(Stored dataset items)
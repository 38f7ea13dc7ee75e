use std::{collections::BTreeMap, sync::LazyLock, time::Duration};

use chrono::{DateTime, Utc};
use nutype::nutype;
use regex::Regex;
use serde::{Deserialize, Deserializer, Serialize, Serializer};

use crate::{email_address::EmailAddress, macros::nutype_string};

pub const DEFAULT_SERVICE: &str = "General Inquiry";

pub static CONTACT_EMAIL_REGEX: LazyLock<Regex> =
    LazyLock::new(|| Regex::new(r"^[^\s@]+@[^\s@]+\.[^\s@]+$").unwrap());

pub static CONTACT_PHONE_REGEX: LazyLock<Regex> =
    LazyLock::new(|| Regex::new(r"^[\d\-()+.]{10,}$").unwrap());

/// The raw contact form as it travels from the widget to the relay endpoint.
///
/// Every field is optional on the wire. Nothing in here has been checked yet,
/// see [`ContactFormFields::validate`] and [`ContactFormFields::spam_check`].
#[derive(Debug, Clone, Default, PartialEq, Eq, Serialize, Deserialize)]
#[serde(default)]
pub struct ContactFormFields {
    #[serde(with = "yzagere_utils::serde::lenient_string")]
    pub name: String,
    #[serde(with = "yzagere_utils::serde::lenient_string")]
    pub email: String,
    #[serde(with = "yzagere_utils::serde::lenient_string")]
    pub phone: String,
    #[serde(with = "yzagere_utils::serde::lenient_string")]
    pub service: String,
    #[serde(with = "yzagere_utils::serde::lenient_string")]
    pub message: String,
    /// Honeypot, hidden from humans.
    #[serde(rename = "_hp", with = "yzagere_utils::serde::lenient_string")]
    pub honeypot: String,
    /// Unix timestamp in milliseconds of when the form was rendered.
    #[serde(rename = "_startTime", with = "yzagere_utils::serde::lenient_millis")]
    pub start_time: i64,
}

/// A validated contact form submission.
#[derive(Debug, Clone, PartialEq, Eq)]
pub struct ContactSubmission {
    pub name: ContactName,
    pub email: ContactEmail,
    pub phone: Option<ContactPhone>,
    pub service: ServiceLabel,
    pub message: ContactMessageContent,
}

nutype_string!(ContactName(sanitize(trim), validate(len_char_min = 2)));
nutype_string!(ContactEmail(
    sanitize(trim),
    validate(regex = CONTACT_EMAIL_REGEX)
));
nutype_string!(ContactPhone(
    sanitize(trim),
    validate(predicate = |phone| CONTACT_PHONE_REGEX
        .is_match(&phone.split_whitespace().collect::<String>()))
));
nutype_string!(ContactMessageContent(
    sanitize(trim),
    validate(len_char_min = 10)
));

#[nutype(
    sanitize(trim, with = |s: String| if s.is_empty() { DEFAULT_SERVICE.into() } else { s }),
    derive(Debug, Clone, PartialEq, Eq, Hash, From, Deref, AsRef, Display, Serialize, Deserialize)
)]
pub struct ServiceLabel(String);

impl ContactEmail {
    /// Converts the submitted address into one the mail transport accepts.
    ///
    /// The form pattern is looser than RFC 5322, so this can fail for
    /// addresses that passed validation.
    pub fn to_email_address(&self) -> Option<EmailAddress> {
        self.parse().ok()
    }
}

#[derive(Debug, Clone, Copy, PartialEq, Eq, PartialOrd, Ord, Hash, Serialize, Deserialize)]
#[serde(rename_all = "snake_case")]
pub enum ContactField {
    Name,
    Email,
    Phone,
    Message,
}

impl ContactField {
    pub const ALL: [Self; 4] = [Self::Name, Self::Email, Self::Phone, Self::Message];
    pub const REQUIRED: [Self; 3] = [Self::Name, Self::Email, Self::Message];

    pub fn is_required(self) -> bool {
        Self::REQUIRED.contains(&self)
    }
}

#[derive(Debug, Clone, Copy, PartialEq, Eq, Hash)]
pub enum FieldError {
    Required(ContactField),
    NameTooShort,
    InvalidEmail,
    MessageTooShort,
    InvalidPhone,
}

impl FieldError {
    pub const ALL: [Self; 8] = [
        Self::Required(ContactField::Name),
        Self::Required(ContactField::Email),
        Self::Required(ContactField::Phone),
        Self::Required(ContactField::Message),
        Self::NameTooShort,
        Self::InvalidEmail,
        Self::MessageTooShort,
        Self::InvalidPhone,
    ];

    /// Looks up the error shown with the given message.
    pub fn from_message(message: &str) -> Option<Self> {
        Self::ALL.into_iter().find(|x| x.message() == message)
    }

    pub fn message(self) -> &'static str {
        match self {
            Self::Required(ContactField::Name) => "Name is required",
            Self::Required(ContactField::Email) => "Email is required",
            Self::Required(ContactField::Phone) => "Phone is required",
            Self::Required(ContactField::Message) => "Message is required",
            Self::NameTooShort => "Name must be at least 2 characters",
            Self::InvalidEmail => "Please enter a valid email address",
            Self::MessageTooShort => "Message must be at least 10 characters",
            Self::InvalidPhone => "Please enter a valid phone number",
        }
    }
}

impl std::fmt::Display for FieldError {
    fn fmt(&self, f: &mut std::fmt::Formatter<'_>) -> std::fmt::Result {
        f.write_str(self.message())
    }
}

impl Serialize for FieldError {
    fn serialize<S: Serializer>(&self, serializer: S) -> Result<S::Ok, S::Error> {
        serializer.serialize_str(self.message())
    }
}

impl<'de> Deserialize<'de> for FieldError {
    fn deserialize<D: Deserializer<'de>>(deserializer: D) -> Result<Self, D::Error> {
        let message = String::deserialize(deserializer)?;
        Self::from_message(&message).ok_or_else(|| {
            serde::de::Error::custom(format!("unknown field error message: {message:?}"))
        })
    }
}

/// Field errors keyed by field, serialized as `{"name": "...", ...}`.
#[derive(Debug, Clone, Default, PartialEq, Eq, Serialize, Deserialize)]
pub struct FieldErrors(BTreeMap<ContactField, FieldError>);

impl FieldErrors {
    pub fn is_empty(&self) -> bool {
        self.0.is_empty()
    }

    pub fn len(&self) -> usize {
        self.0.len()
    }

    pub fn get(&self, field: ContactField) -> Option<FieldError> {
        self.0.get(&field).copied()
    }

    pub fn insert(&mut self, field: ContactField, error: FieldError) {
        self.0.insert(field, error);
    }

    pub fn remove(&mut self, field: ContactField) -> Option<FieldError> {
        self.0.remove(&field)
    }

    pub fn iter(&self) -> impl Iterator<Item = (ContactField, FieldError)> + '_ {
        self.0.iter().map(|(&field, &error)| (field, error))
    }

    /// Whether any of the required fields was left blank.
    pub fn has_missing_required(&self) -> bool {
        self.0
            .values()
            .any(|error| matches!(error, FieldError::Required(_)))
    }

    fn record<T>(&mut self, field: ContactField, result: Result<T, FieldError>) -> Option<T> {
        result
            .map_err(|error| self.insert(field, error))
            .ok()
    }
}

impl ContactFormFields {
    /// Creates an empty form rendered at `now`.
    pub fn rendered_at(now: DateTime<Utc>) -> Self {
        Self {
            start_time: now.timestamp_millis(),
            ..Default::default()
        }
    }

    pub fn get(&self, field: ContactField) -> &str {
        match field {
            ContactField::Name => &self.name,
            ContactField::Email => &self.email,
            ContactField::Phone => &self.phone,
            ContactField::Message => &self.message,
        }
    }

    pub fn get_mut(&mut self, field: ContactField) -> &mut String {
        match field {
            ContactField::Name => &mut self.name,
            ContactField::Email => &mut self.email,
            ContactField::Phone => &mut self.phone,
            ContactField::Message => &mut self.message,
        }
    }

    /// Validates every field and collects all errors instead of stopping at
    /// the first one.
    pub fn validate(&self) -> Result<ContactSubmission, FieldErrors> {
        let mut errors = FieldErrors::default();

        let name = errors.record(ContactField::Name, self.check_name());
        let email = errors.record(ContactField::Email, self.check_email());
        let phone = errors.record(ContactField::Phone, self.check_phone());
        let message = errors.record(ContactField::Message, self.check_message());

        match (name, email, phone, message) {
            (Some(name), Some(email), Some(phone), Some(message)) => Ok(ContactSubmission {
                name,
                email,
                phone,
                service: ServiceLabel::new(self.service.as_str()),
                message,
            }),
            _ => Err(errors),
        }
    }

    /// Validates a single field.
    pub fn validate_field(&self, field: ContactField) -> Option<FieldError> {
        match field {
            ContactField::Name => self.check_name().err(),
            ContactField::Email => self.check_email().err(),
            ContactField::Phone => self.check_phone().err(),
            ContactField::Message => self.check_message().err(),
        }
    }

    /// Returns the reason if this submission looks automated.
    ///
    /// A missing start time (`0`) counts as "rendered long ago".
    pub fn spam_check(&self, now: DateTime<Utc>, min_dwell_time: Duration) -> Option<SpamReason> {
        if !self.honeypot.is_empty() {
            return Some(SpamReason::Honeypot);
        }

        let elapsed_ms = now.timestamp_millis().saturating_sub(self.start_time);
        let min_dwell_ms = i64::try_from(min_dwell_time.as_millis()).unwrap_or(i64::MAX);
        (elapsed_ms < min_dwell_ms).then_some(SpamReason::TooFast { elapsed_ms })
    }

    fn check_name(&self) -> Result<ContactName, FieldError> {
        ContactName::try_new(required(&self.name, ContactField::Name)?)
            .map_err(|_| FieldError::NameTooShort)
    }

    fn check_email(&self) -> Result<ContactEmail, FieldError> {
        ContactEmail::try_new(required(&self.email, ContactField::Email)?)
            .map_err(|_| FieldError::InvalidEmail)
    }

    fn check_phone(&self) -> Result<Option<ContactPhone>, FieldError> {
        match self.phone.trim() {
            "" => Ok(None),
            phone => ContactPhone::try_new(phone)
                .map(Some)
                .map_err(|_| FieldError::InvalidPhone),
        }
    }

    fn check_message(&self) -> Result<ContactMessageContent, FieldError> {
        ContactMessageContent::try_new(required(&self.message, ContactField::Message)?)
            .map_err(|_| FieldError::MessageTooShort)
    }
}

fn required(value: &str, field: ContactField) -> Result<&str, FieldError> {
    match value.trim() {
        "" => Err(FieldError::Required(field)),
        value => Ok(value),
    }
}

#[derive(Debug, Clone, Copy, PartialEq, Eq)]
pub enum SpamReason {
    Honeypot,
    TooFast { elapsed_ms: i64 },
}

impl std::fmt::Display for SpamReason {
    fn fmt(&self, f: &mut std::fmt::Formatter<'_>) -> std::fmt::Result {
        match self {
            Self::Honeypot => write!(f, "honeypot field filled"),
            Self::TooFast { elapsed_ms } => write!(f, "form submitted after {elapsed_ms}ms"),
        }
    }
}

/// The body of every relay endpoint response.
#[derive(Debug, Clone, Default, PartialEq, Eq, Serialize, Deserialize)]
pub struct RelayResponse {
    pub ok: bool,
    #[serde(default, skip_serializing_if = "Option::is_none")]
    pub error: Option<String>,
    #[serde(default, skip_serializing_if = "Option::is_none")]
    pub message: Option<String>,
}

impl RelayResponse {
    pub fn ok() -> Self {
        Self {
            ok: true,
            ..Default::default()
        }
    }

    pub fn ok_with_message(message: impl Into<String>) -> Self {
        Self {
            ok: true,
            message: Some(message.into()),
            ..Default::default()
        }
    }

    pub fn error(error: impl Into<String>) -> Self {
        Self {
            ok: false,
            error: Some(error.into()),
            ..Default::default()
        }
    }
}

*Activity*. Search the entries for the word "static", then gather every line that has it.

*Answer to the exercise*.
pub static CONTACT_EMAIL_REGEX: LazyLock<Regex> =
pub static CONTACT_PHONE_REGEX: LazyLock<Regex> =
    pub fn message(self) -> &'static str {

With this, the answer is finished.